GMP compels all Advance Therapy Medicinal Products (ATMPs) to meet quality controls to ensure the final product is adequate and safe for the patients. These quality controls depend on the nature of each product: gene therapy, cell therapy, or tissue engineering. They comprise potency and identity tests along with safety controls, such as sterility and absence of mycoplasma and endotoxins. In terms of quality control for gene therapy, viral vector identity, immunophenotyping/titration, and the absence of adventitious viruses are also necessary. However, the current official guides expose recommendations more than mandatory assays, which leads to ambiguity, as the mentioned analyses are insufficient to ensure the therapy's quality and safety.
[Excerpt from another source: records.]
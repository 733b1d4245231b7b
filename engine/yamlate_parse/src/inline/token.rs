//! Inline expression tokens.

use std::ops::Range;

use logos::Logos;

/// Raw token from logos.
#[derive(Logos, Debug, Clone, Copy, PartialEq, Eq)]
#[logos(skip r"[ \t\r\n]+")]
pub(crate) enum TokenKind {
    #[token("true")]
    True,
    #[token("false")]
    False,
    #[token("null")]
    Null,

    // Binding
    #[token(":=")]
    ColonEq,
    #[token("=")]
    Eq,

    // Comparison
    #[token("==")]
    EqEq,
    #[token("!=")]
    NotEq,
    #[token("<")]
    Lt,
    #[token("<=")]
    LtEq,
    #[token(">")]
    Gt,
    #[token(">=")]
    GtEq,

    // Logic
    #[token("&&")]
    AmpAmp,
    #[token("||")]
    PipePipe,
    #[token("!")]
    Bang,

    // Arithmetic
    #[token("+")]
    Plus,
    #[token("-")]
    Minus,
    #[token("*")]
    Star,
    #[token("/")]
    Slash,
    #[token("%")]
    Percent,
    #[token("^")]
    Caret,

    #[token("(")]
    LParen,
    #[token(")")]
    RParen,
    #[token("$")]
    Dollar,

    // Literals are decoded by the parser so range errors get a position
    #[regex(r"[0-9]+")]
    Int,
    #[regex(r"[0-9]+\.[0-9]+([eE][+-]?[0-9]+)?")]
    #[regex(r"[0-9]+[eE][+-]?[0-9]+")]
    Real,
    #[regex(r#""([^"\\]|\\.)*""#)]
    String,

    #[regex(r"[A-Za-z_][A-Za-z0-9_]*")]
    Ident,

    /// End of input. Never produced by logos.
    Eof,
}

/// A token and its byte range in the lexed text.
#[derive(Clone, Debug, PartialEq, Eq)]
pub(crate) struct Token {
    pub kind: TokenKind,
    pub span: Range<usize>,
}

/// Lex `body` into tokens terminated by [`TokenKind::Eof`].
///
/// On an unrecognized character, returns the byte range of the offending
/// slice instead.
pub(crate) fn lex(body: &str) -> Result<Vec<Token>, Range<usize>> {
    let mut tokens = Vec::new();
    let mut lexer = TokenKind::lexer(body);

    while let Some(result) = lexer.next() {
        match result {
            Ok(kind) => tokens.push(Token {
                kind,
                span: lexer.span(),
            }),
            Err(()) => return Err(lexer.span()),
        }
    }

    tokens.push(Token {
        kind: TokenKind::Eof,
        span: body.len()..body.len(),
    });
    Ok(tokens)
}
Different kinds of lentivirus are produced at Creatio using different protocols, which leads to variability in the final product. To mitigate this, Creatio has established new quality controls for viral vector gene medicinal products that allow determining DNA and protein impurities, p24 quantification, and the integrity of the chimeric gene of interest. All these assays have been set up and performed using various techniques like PCR and ELISA combined with cell culture techniques. These analyses combined with the already established quality controls concede a profound characterization of the product that guarantees the quality of the medicinal product and allows a detailed control of the manufacturing process. We propose to establish these quality controls to produce viral vector gene medicinal products to harmonize the production at different manufacturing facilities.